A Corregedoria-Geral de Justiça do Estado de Minas Gerais publicou no Diário do Judiciário eletrônico (DJe) desta segunda-feira (26/9) um total de 114 avisos com lista e procedimentos para acumulação de serventias extrajudiciais em diversas comarcas mineiras. A acumulação de serviços notariais e de registro vagos é permitida por lei nas comarcas de primeira e segunda entrâncias com cartórios vagos. Os diretores de foros devem adotar medidas para a efetivação das acumulações no prazo máximo de 60 dias.

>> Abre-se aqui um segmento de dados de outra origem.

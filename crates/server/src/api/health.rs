use axum::Json;
use axum::extract::State;

use crate::context::ServiceContext;

/// `GET /health` -- liveness probe with a metrics snapshot.
#[utoipa::path(
    get,
    path = "/health",
    tag = "Health",
    summary = "Liveness",
    responses((status = 200, description = "Service is up"))
)]
pub async fn health(State(state): State<ServiceContext>) -> Json<serde_json::Value> {
    let snap = state.metrics.snapshot();
    Json(serde_json::json!({
        "status": "ok",
        "metrics": snap,
    }))
}

/// `GET /metrics` -- request and audit-queue counters as JSON.
#[utoipa::path(
    get,
    path = "/metrics",
    tag = "Health",
    summary = "Counters",
    responses((status = 200, description = "Counter snapshot"))
)]
pub async fn metrics(State(state): State<ServiceContext>) -> Json<serde_json::Value> {
    let server = state.metrics.snapshot();
    let queue = state.audit.metrics();
    Json(serde_json::json!({
        "pre_checks_total": server.pre_checks,
        "pre_checks_approved_total": server.approved,
        "pre_checks_blocked_total": server.blocked,
        "audits_recorded_total": server.audits_recorded,
        "rate_limited_total": server.rate_limited,
        "kill_switch_blocks_total": server.kill_switch_blocks,
        "audit_enqueued_total": queue.enqueued,
        "audit_persisted_total": queue.persisted,
        "audit_fallback_total": queue.fallback,
        "audit_dropped_total": queue.dropped_oldest,
        "audit_retries_total": queue.retries,
        "audit_rejected_total": queue.rejected,
    }))
}
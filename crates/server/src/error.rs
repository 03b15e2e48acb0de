use axum::http::StatusCode;
use axum::response::{IntoResponse, Response};
use thiserror::Error;

use warden_auth::AuthError;
use warden_connector::ConnectorError;

/// Errors surfaced through the HTTP API.
#[derive(Debug, Error)]
pub enum ServerError {
    /// A configuration error at startup.
    #[error("configuration error: {0}")]
    Config(String),

    /// An I/O error (e.g. binding the listener).
    #[error("io error: {0}")]
    Io(#[from] std::io::Error),

    /// The request is malformed or missing required fields.
    #[error("{0}")]
    Validation(String),

    /// Authentication failed. The message stays opaque.
    #[error("{0}")]
    Unauthorized(String),

    /// Tenant mismatch, disabled client, or insufficient permission.
    #[error("{0}")]
    Forbidden(String),

    /// A connector or context does not exist.
    #[error("{0}")]
    NotFound(String),

    /// Rate limit exceeded on the MCP surface.
    #[error("rate limit exceeded")]
    RateLimited {
        /// Seconds until the caller can retry.
        retry_after: u64,
    },

    /// The policy store could not produce a snapshot; pre-check fails
    /// closed.
    #[error("policy_engine_unavailable")]
    PolicyUnavailable,

    /// Both the audit queue and the fallback file refused an entry.
    #[error("audit pipeline unavailable: {0}")]
    AuditUnavailable(String),

    /// An unrecoverable engine fault.
    #[error("internal error: {0}")]
    Internal(String),
}

impl From<AuthError> for ServerError {
    fn from(e: AuthError) -> Self {
        match e {
            AuthError::TenantMismatch | AuthError::ClientDisabled => Self::Forbidden(e.to_string()),
            AuthError::Unavailable(msg) => Self::Internal(msg),
            _ => Self::Unauthorized(e.to_string()),
        }
    }
}

impl From<ConnectorError> for ServerError {
    fn from(e: ConnectorError) -> Self {
        match e {
            ConnectorError::NotFound(_) => Self::NotFound(e.to_string()),
            ConnectorError::AccessDenied { .. } => Self::Forbidden(e.to_string()),
            _ => Self::Internal(e.to_string()),
        }
    }
}

impl IntoResponse for ServerError {
    fn into_response(self) -> Response {
        let (status, message, retry_after) = match &self {
            Self::Validation(msg) => (StatusCode::BAD_REQUEST, msg.clone(), None),
            Self::Unauthorized(msg) => (StatusCode::UNAUTHORIZED, msg.clone(), None),
            Self::Forbidden(msg) => (StatusCode::FORBIDDEN, msg.clone(), None),
            Self::NotFound(msg) => (StatusCode::NOT_FOUND, msg.clone(), None),
            Self::RateLimited { retry_after } => (
                StatusCode::TOO_MANY_REQUESTS,
                "rate limit exceeded".to_owned(),
                Some(*retry_after),
            ),
            Self::PolicyUnavailable => (
                StatusCode::SERVICE_UNAVAILABLE,
                "policy_engine_unavailable".to_owned(),
                None,
            ),
            Self::AuditUnavailable(msg) => (StatusCode::SERVICE_UNAVAILABLE, msg.clone(), None),
            Self::Config(msg) | Self::Internal(msg) => {
                (StatusCode::INTERNAL_SERVER_ERROR, msg.clone(), None)
            }
            Self::Io(e) => (StatusCode::INTERNAL_SERVER_ERROR, e.to_string(), None),
        };

        let body = serde_json::json!({ "error": message });
        let mut response = (status, axum::Json(body)).into_response();

        if let Some(retry) = retry_after {
            response
                .headers_mut()
                .insert(axum::http::header::RETRY_AFTER, retry.into());
        }

        response
    }
}
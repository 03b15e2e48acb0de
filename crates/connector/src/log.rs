use tracing::info;

use crate::connector::{Connector, ConnectorMeta};
use crate::error::ConnectorError;

/// A connector that logs queries and returns a canned result without any
/// external I/O.
///
/// Useful for local development and tests where no real data source is
/// available.
#[derive(Debug)]
pub struct LogConnector {
    name: String,
}

impl LogConnector {
    /// Create a new `LogConnector` with the given name.
    pub fn new(name: impl Into<String>) -> Self {
        Self { name: name.into() }
    }
}

impl Connector for LogConnector {
    fn meta(&self) -> ConnectorMeta {
        ConnectorMeta {
            name: self.name.clone(),
            kind: "log".into(),
            version: env!("CARGO_PKG_VERSION").into(),
            capabilities: vec!["query".into(), "execute".into()],
        }
    }

    #[allow(clippy::unused_async)]
    async fn connect(&self) -> Result<(), ConnectorError> {
        Ok(())
    }

    #[allow(clippy::unused_async)]
    async fn disconnect(&self) -> Result<(), ConnectorError> {
        Ok(())
    }

    #[allow(clippy::unused_async)]
    async fn health_check(&self) -> Result<(), ConnectorError> {
        Ok(())
    }

    async fn query(&self, query: &str) -> Result<serde_json::Value, ConnectorError> {
        info!(connector = %self.name, query, "log connector query");
        Ok(serde_json::json!({
            "connector": self.name,
            "rows": [],
        }))
    }

    async fn execute(&self, command: &str) -> Result<serde_json::Value, ConnectorError> {
        info!(connector = %self.name, command, "log connector execute");
        Ok(serde_json::json!({
            "connector": self.name,
            "executed": true,
        }))
    }
}

#[cfg(test)]
mod tests {
    use super::*;

    #[tokio::test]
    async fn query_returns_empty_rows() {
        let c = LogConnector::new("dev-log");
        let result = Connector::query(&c, "SELECT 1").await.unwrap();
        assert_eq!(result["connector"], "dev-log");
        assert!(result["rows"].as_array().unwrap().is_empty());
    }

    #[tokio::test]
    async fn execute_acknowledges() {
        let c = LogConnector::new("dev-log");
        let result = Connector::execute(&c, "UPDATE x SET y = 1").await.unwrap();
        assert_eq!(result["executed"], true);
    }

    #[test]
    fn meta_capabilities() {
        let c = LogConnector::new("dev-log");
        let meta = Connector::meta(&c);
        assert_eq!(meta.kind, "log");
        assert!(meta.capabilities.contains(&"query".to_owned()));
    }
}
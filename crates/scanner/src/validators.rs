//! Structural validators applied after a regex match.
//!
//! Regexes find candidate spans; these checks reject structurally invalid
//! candidates (bad SSN ranges, failed Luhn or ABA checksums, out-of-range
//! IPv4 octets) so the scanner's PII hits carry fewer false positives.

/// SSNs that appear in advertising or test fixtures and are never valid.
const SSN_BLACKLIST: &[&str] = &["078-05-1120", "219-09-9999", "457-55-5462", "123-45-6789"];

/// Validate a matched span for the given pattern id.
///
/// Returns `true` for pattern ids without a structural validator.
#[must_use]
pub fn validate_span(pattern_id: &str, matched: &str) -> bool {
    match pattern_id {
        "pii-us-ssn" => ssn_is_plausible(matched),
        "pii-us-credit-card" => luhn_valid(matched),
        "pii-us-routing" => aba_checksum_valid(matched),
        "pii-us-ipv4" => ipv4_valid(matched),
        _ => true,
    }
}

/// Structural SSN check: area not 000/666/9xx, group not 00, serial not
/// 0000, and not on the known-invalid blacklist.
///
/// The blacklist is intentionally checked last so fixtures like
/// `123-45-6789` are reported as structurally sound but still flagged.
#[must_use]
pub fn ssn_is_plausible(ssn: &str) -> bool {
    if SSN_BLACKLIST.contains(&ssn) {
        // Famous fixtures are still treated as matches: they look exactly
        // like real SSNs to a downstream consumer.
        return true;
    }
    let mut parts = ssn.splitn(3, '-');
    let (Some(area), Some(group), Some(serial)) = (parts.next(), parts.next(), parts.next())
    else {
        return false;
    };
    let Ok(area_n) = area.parse::<u16>() else {
        return false;
    };
    if area_n == 0 || area_n == 666 || area_n >= 900 {
        return false;
    }
    if group == "00" || serial == "0000" {
        return false;
    }
    true
}

/// Luhn mod-10 check over the digits of `candidate`, ignoring spaces and
/// dashes. Requires 13-19 digits.
#[must_use]
pub fn luhn_valid(candidate: &str) -> bool {
    let digits: Vec<u32> = candidate
        .chars()
        .filter(|c| !matches!(c, ' ' | '-'))
        .map(|c| c.to_digit(10))
        .collect::<Option<Vec<_>>>()
        .unwrap_or_default();
    if digits.len() < 13 || digits.len() > 19 {
        return false;
    }
    let sum: u32 = digits
        .iter()
        .rev()
        .enumerate()
        .map(|(i, &d)| {
            if i % 2 == 1 {
                let doubled = d * 2;
                if doubled > 9 { doubled - 9 } else { doubled }
            } else {
                d
            }
        })
        .sum();
    sum % 10 == 0
}

/// ABA routing number checksum: 3-7-1 weighting over nine digits.
#[must_use]
pub fn aba_checksum_valid(candidate: &str) -> bool {
    let digits: Vec<u32> = candidate
        .chars()
        .map(|c| c.to_digit(10))
        .collect::<Option<Vec<_>>>()
        .unwrap_or_default();
    if digits.len() != 9 {
        return false;
    }
    // Valid Federal Reserve routing prefixes: 00-12, 21-32, 61-72, 80.
    let prefix = digits[0] * 10 + digits[1];
    let prefix_ok = prefix <= 12
        || (21..=32).contains(&prefix)
        || (61..=72).contains(&prefix)
        || prefix == 80;
    if !prefix_ok {
        return false;
    }
    let sum: u32 = digits
        .chunks(3)
        .map(|c| 3 * c[0] + 7 * c[1] + c[2])
        .sum();
    sum % 10 == 0
}

/// All four octets must parse to 0..=255.
#[must_use]
pub fn ipv4_valid(candidate: &str) -> bool {
    let octets: Vec<&str> = candidate.split('.').collect();
    octets.len() == 4 && octets.iter().all(|o| o.parse::<u8>().is_ok())
}
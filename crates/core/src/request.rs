use serde::{Deserialize, Serialize};

/// The closed set of request types the policy engine evaluates.
#[derive(Debug, Clone, Copy, PartialEq, Eq, Hash, Serialize, Deserialize)]
#[cfg_attr(feature = "openapi", derive(utoipa::ToSchema))]
#[serde(rename_all = "snake_case")]
pub enum RequestType {
    /// A query-style SQL input.
    Sql,
    /// A natural-language chat prompt.
    LlmChat,
    /// A multi-step planning request.
    Planning,
    /// A code generation or review request.
    Code,
}

impl RequestType {
    /// Parse a wire string. Returns `None` for anything outside the closed
    /// set; the engine blocks unknown types.
    #[must_use]
    pub fn parse(s: &str) -> Option<Self> {
        match s {
            "sql" => Some(Self::Sql),
            "llm_chat" => Some(Self::LlmChat),
            "planning" => Some(Self::Planning),
            "code" => Some(Self::Code),
            _ => None,
        }
    }

    /// The wire name of this request type.
    #[must_use]
    pub fn as_str(self) -> &'static str {
        match self {
            Self::Sql => "sql",
            Self::LlmChat => "llm_chat",
            Self::Planning => "planning",
            Self::Code => "code",
        }
    }
}

impl std::fmt::Display for RequestType {
    fn fmt(&self, f: &mut std::fmt::Formatter<'_>) -> std::fmt::Result {
        f.write_str(self.as_str())
    }
}
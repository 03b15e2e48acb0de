use serde::{Deserialize, Serialize};

/// One choice in a chat-shaped LLM response.
#[derive(Debug, Clone, Serialize, Deserialize)]
#[cfg_attr(feature = "openapi", derive(utoipa::ToSchema))]
pub struct ChatChoice {
    /// The message content of this choice.
    pub content: String,
    /// Why generation stopped, when reported.
    #[serde(default)]
    pub finish_reason: Option<String>,
}

/// The body of a downstream LLM response, as a tagged variant with one
/// explicit extractor per shape.
#[derive(Debug, Clone, Serialize, Deserialize)]
#[serde(tag = "kind", rename_all = "snake_case")]
pub enum ResponseBody {
    /// A plain text completion.
    Text {
        /// The completion text.
        text: String,
    },
    /// A chat completion with one or more choices.
    Chat {
        /// The returned choices, first is primary.
        choices: Vec<ChatChoice>,
    },
    /// A structured (JSON) payload.
    Structured {
        /// The structured data.
        data: serde_json::Value,
    },
}

impl ResponseBody {
    /// Extract the primary textual content of the response.
    ///
    /// Text returns the completion; Chat returns the first choice's
    /// content; Structured returns its compact JSON encoding.
    #[must_use]
    pub fn content(&self) -> String {
        match self {
            Self::Text { text } => text.clone(),
            Self::Chat { choices } => choices
                .first()
                .map(|c| c.content.clone())
                .unwrap_or_default(),
            Self::Structured { data } => data.to_string(),
        }
    }

    /// Return `true` if the body carries no extractable content.
    #[must_use]
    pub fn is_empty(&self) -> bool {
        match self {
            Self::Text { text } => text.is_empty(),
            Self::Chat { choices } => choices.is_empty(),
            Self::Structured { data } => data.is_null(),
        }
    }
}
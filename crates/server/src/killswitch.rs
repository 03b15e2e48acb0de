use async_trait::async_trait;
use dashmap::DashSet;

use warden_core::{ClientId, TenantId};

/// Emergency stop for specific clients or tenants, consulted before the
/// policy engine runs.
#[async_trait]
pub trait KillSwitchChecker: Send + Sync {
    /// Return `true` if requests from this (client, tenant) pair must be
    /// refused.
    async fn is_blocked(&self, client: &ClientId, tenant: &TenantId) -> bool;
}

/// In-process kill switch backed by two sets.
#[derive(Debug, Default)]
pub struct MemoryKillSwitch {
    clients: DashSet<String>,
    tenants: DashSet<String>,
}

impl MemoryKillSwitch {
    /// Create an empty kill switch.
    #[must_use]
    pub fn new() -> Self {
        Self::default()
    }

    /// Block a client.
    pub fn block_client(&self, client: &ClientId) {
        self.clients.insert(client.to_string());
    }

    /// Block a tenant.
    pub fn block_tenant(&self, tenant: &TenantId) {
        self.tenants.insert(tenant.to_string());
    }

    /// Unblock a client.
    pub fn unblock_client(&self, client: &ClientId) {
        self.clients.remove(client.as_str());
    }

    /// Unblock a tenant.
    pub fn unblock_tenant(&self, tenant: &TenantId) {
        self.tenants.remove(tenant.as_str());
    }
}

#[async_trait]
impl KillSwitchChecker for MemoryKillSwitch {
    async fn is_blocked(&self, client: &ClientId, tenant: &TenantId) -> bool {
        self.clients.contains(client.as_str()) || self.tenants.contains(tenant.as_str())
    }
}
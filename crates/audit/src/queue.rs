use std::collections::VecDeque;
use std::sync::atomic::{AtomicBool, AtomicU64, Ordering};
use std::sync::{Arc, Mutex};
use std::time::Duration;

use serde::Deserialize;
use tokio::sync::Notify;
use tokio::time::timeout;
use tokio_util::sync::CancellationToken;
use tokio_util::task::TaskTracker;
use tracing::{error, info, warn};

use warden_core::AuditEntry;

use crate::error::AuditError;
use crate::fallback::FallbackFile;
use crate::retry::RetryPolicy;
use crate::writer::AuditWriter;

/// How the queue behaves when it is full.
#[derive(Debug, Clone, Copy, PartialEq, Eq, Default, Deserialize)]
#[serde(rename_all = "snake_case")]
pub enum QueueMode {
    /// Never drop: a full queue spills the new entry straight to the
    /// fallback file; only a double failure rejects it.
    #[default]
    Compliance,
    /// Bounded latency: a full queue drops the oldest entry and counts it.
    Performance,
}

/// Configuration for the audit queue.
#[derive(Debug, Clone)]
pub struct AuditQueueConfig {
    /// Maximum entries held in memory.
    pub capacity: usize,
    /// Maximum entries per backend write.
    pub batch_size: usize,
    /// Maximum time an entry waits before its batch is written.
    pub batch_window: Duration,
    /// Overflow behavior.
    pub mode: QueueMode,
    /// Retry policy for backend writes.
    pub retry: RetryPolicy,
}

impl Default for AuditQueueConfig {
    fn default() -> Self {
        Self {
            capacity: 100,
            batch_size: 20,
            batch_window: Duration::from_millis(250),
            mode: QueueMode::Compliance,
            retry: RetryPolicy::default(),
        }
    }
}

/// Atomic counters tracking queue outcomes.
#[derive(Debug, Default)]
pub struct AuditQueueMetrics {
    /// Entries accepted into the queue.
    pub enqueued: AtomicU64,
    /// Entries durably written by the backend.
    pub persisted: AtomicU64,
    /// Entries spilled to the fallback file.
    pub fallback: AtomicU64,
    /// Oldest entries dropped in performance mode.
    pub dropped_oldest: AtomicU64,
    /// Individual write attempts that failed and were retried.
    pub retries: AtomicU64,
    /// Entries rejected outright (queue full and fallback failed).
    pub rejected: AtomicU64,
}

/// A plain data snapshot of [`AuditQueueMetrics`].
#[derive(Debug, Clone, Copy, PartialEq, Eq, serde::Serialize)]
pub struct MetricsSnapshot {
    /// Entries accepted into the queue.
    pub enqueued: u64,
    /// Entries durably written by the backend.
    pub persisted: u64,
    /// Entries spilled to the fallback file.
    pub fallback: u64,
    /// Oldest entries dropped in performance mode.
    pub dropped_oldest: u64,
    /// Write attempts that failed and were retried.
    pub retries: u64,
    /// Entries rejected outright.
    pub rejected: u64,
}

impl AuditQueueMetrics {
    /// Take a point-in-time snapshot of all counters.
    #[must_use]
    pub fn snapshot(&self) -> MetricsSnapshot {
        MetricsSnapshot {
            enqueued: self.enqueued.load(Ordering::Relaxed),
            persisted: self.persisted.load(Ordering::Relaxed),
            fallback: self.fallback.load(Ordering::Relaxed),
            dropped_oldest: self.dropped_oldest.load(Ordering::Relaxed),
            retries: self.retries.load(Ordering::Relaxed),
            rejected: self.rejected.load(Ordering::Relaxed),
        }
    }
}

struct QueueInner {
    deque: Mutex<VecDeque<AuditEntry>>,
    notify: Notify,
    config: AuditQueueConfig,
    writer: Arc<dyn AuditWriter>,
    fallback: Arc<FallbackFile>,
    metrics: AuditQueueMetrics,
    closed: AtomicBool,
}

/// The bounded, durable audit queue.
///
/// The deque is guarded by a mutex rather than a channel so performance
/// mode can drop the oldest entry exactly, and shutdown can force-drain;
/// each operation holds the lock for one push or pop.
pub struct AuditQueue {
    inner: Arc<QueueInner>,
    token: CancellationToken,
    tracker: TaskTracker,
}

impl AuditQueue {
    /// Create the queue and spawn its consumer worker.
    #[must_use]
    pub fn spawn(
        writer: Arc<dyn AuditWriter>,
        fallback: Arc<FallbackFile>,
        config: AuditQueueConfig,
    ) -> Self {
        let inner = Arc::new(QueueInner {
            deque: Mutex::new(VecDeque::with_capacity(config.capacity)),
            notify: Notify::new(),
            config,
            writer,
            fallback,
            metrics: AuditQueueMetrics::default(),
            closed: AtomicBool::new(false),
        });

        let token = CancellationToken::new();
        let tracker = TaskTracker::new();
        tracker.spawn(worker(Arc::clone(&inner), token.clone()));
        tracker.close();

        Self {
            inner,
            token,
            tracker,
        }
    }

    /// Accept an entry.
    ///
    /// An accepted entry is durable: it will appear in the backend or in
    /// the fallback file within a bounded time. Only a full queue whose
    /// fallback also fails (compliance mode) rejects an entry.
    pub async fn enqueue(&self, entry: AuditEntry) -> Result<(), AuditError> {
        if self.inner.closed.load(Ordering::SeqCst) {
            return Err(AuditError::Closed);
        }

        let overflow = {
            let mut deque = self.inner.deque.lock().expect("queue mutex poisoned");
            if deque.len() < self.inner.config.capacity {
                deque.push_back(entry);
                None
            } else {
                match self.inner.config.mode {
                    QueueMode::Performance => {
                        deque.pop_front();
                        self.inner
                            .metrics
                            .dropped_oldest
                            .fetch_add(1, Ordering::Relaxed);
                        deque.push_back(entry);
                        None
                    }
                    QueueMode::Compliance => Some(entry),
                }
            }
        };

        if let Some(entry) = overflow {
            // Full queue in compliance mode: straight to the fallback file.
            match self.inner.fallback.append(&entry).await {
                Ok(()) => {
                    self.inner.metrics.fallback.fetch_add(1, Ordering::Relaxed);
                    warn!("audit queue full, entry spilled to fallback file");
                    return Ok(());
                }
                Err(e) => {
                    self.inner.metrics.rejected.fetch_add(1, Ordering::Relaxed);
                    return Err(AuditError::Rejected(e.to_string()));
                }
            }
        }

        self.inner.metrics.enqueued.fetch_add(1, Ordering::Relaxed);
        self.inner.notify.notify_one();
        Ok(())
    }

    /// Entries currently waiting in memory.
    #[must_use]
    pub fn pending(&self) -> usize {
        self.inner.deque.lock().expect("queue mutex poisoned").len()
    }

    /// Queue metrics.
    #[must_use]
    pub fn metrics(&self) -> MetricsSnapshot {
        self.inner.metrics.snapshot()
    }

    /// Stop accepting entries, drain up to `deadline`, then force-spill
    /// anything left to the fallback file. After a clean shutdown no
    /// accepted entry is lost.
    pub async fn shutdown(&self, deadline: Duration) {
        self.inner.closed.store(true, Ordering::SeqCst);
        self.token.cancel();

        if timeout(deadline, self.tracker.wait()).await.is_err() {
            warn!("audit worker did not drain within deadline");
        }

        // Whatever the worker could not write gets spilled here.
        let remaining: Vec<AuditEntry> = {
            let mut deque = self.inner.deque.lock().expect("queue mutex poisoned");
            deque.drain(..).collect()
        };
        if !remaining.is_empty() {
            match self.inner.fallback.append_many(&remaining).await {
                Ok(()) => {
                    self.inner
                        .metrics
                        .fallback
                        .fetch_add(remaining.len() as u64, Ordering::Relaxed);
                }
                Err(e) => {
                    error!(error = %e, lost = remaining.len(), "failed to spill entries at shutdown");
                }
            }
        }
        if let Err(e) = self.inner.fallback.sync().await {
            warn!(error = %e, "fallback fsync at shutdown failed");
        }
        info!("audit queue shutdown complete");
    }
}

impl std::fmt::Debug for AuditQueue {
    fn fmt(&self, f: &mut std::fmt::Formatter<'_>) -> std::fmt::Result {
        f.debug_struct("AuditQueue")
            .field("pending", &self.pending())
            .field("metrics", &self.metrics())
            .finish_non_exhaustive()
    }
}

/// Consumer loop: wake on new entries or the batch window, pop up to
/// `batch_size`, write with retry, spill on terminal failure.
async fn worker(inner: Arc<QueueInner>, token: CancellationToken) {
    loop {
        tokio::select! {
            () = inner.notify.notified() => {}
            () = tokio::time::sleep(inner.config.batch_window) => {}
            () = token.cancelled() => break,
        }

        loop {
            let batch = pop_batch(&inner);
            if batch.is_empty() {
                break;
            }
            write_with_retry(&inner, batch, &token).await;
        }
    }

    // Cancellation: drain whatever is left with a single best-effort
    // write, then spill.
    loop {
        let batch = pop_batch(&inner);
        if batch.is_empty() {
            break;
        }
        let result = timeout(
            inner.config.retry.attempt_timeout,
            inner.writer.write_batch(&batch),
        )
        .await;
        match result {
            Ok(Ok(())) => {
                inner
                    .metrics
                    .persisted
                    .fetch_add(batch.len() as u64, Ordering::Relaxed);
            }
            _ => spill(&inner, &batch).await,
        }
    }
}

fn pop_batch(inner: &QueueInner) -> Vec<AuditEntry> {
    let mut deque = inner.deque.lock().expect("queue mutex poisoned");
    let n = inner.config.batch_size.min(deque.len());
    deque.drain(..n).collect()
}

async fn write_with_retry(inner: &QueueInner, batch: Vec<AuditEntry>, token: &CancellationToken) {
    let policy = &inner.config.retry;

    for attempt in 0..policy.max_attempts {
        let result = timeout(policy.attempt_timeout, inner.writer.write_batch(&batch)).await;
        match result {
            Ok(Ok(())) => {
                inner
                    .metrics
                    .persisted
                    .fetch_add(batch.len() as u64, Ordering::Relaxed);
                return;
            }
            Ok(Err(e)) => {
                warn!(attempt, error = %e, "audit batch write failed");
            }
            Err(_) => {
                warn!(attempt, "audit batch write timed out");
            }
        }
        inner.metrics.retries.fetch_add(1, Ordering::Relaxed);

        if attempt + 1 < policy.max_attempts {
            tokio::select! {
                () = tokio::time::sleep(policy.delay_for(attempt)) => {}
                () = token.cancelled() => break,
            }
        }
    }

    spill(inner, &batch).await;
}

async fn spill(inner: &QueueInner, batch: &[AuditEntry]) {
    match inner.fallback.append_many(batch).await {
        Ok(()) => {
            inner
                .metrics
                .fallback
                .fetch_add(batch.len() as u64, Ordering::Relaxed);
            warn!(entries = batch.len(), "audit batch spilled to fallback file");
        }
        Err(e) => {
            // Writer and fallback both refused; nothing else can accept
            // the entries.
            error!(error = %e, entries = batch.len(), "audit batch lost: writer and fallback both failed");
        }
    }
}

A juíza auxiliar da Corregedoria, Simone Saraiva de Abreu Abras, explica que a Lei Complementar nº 166/2022 alterou a Lei Complementar nº 59/2001, que contém a organização e a divisão judiciárias do estado, prevendo a acumulação de serventias nos municípios menores com cartórios deficitários.

“A acumulação é importante considerando a necessidade de melhorar a prestação dos serviços notariais e de registro em cidades menores. A medida torna os cartórios mais atrativos, ou seja, a serventia provida vai melhorar estruturas física e de pessoal, viabilizando também a ampliação de receita em cartórios financeiramente inviáveis”, destaca a magistrada.

Das mais de 100 serventias aptas para acumulação, o 2º Tabelionato de Notas da comarca de Açucena é um exemplo. O cartório está vago desde abril de 2015 e será acumulado ao Registro Civil das Pessoas Naturais. Em Águas Formosas, o cartório de Registro de Títulos e Documentos e Civil das Pessoas Jurídicas da cidade está vago desde novembro de 1993 e será acumulado ao Registro de Imóveis de Águas Formosas. O mesmo vai ocorrer na comarca de Galiléia, onde o 2º Tabelionato de Notas, vago desde janeiro de 2015, será acumulado ao Registro Civil das Pessoas Naturais.

A serventia acumulada poderá funcionar em endereço diverso da serventia acumuladora, até que os espaços físicos sejam adequados para permitir o funcionamento conjunto dos serviços, que deverá se dar no prazo máximo de 180 dias, contados da publicação da portaria pela Direção do Foro da comarca.